When you reply, transcribe every line of the data below exactly.

Stored data
==========

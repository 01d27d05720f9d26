//! Messages emitted by the locomotion systems.

use bevy::prelude::*;

/// Fired on the step a character goes from airborne (or wall-stuck) to grounded.
#[derive(Message, Debug, Clone, Copy, PartialEq)]
pub struct Landed {
    /// The character that landed.
    pub entity: Entity,
    /// The body it landed on.
    pub platform: Option<Entity>,
    /// Velocity just before touching down.
    pub impact_velocity: Vec2,
}

/// Fired when a dash curve reaches its end.
///
/// Contact handling stays disabled until the character's intent requests
/// the end of the dash.
#[derive(Message, Debug, Clone, Copy, PartialEq)]
pub struct DashCompleted {
    /// The dashing character.
    pub entity: Entity,
    /// Where the curve ended.
    pub position: Vec2,
}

==========

Finished exercise:
repository 01d27d05720f9d26
//! Messages emitted by the locomotion systems.

use bevy::prelude::*;

/// Fired on the step a character goes from airborne (or wall-stuck) to grounded.
#[derive(Message, Debug, Clone, Copy, PartialEq)]
pub struct Landed {
    /// The character that landed.
    pub entity: Entity,
    /// The body it landed on.
    pub platform: Option<Entity>,
    /// Velocity just before touching down.
    pub impact_velocity: Vec2,
}

/// Fired when a dash curve reaches its end.
///
/// Contact handling stays disabled until the character's intent requests
/// the end of the dash.
#[derive(Message, Debug, Clone, Copy, PartialEq)]
pub struct DashCompleted {
    /// The dashing character.
    pub entity: Entity,
    /// Where the curve ended.
    pub position: Vec2,
}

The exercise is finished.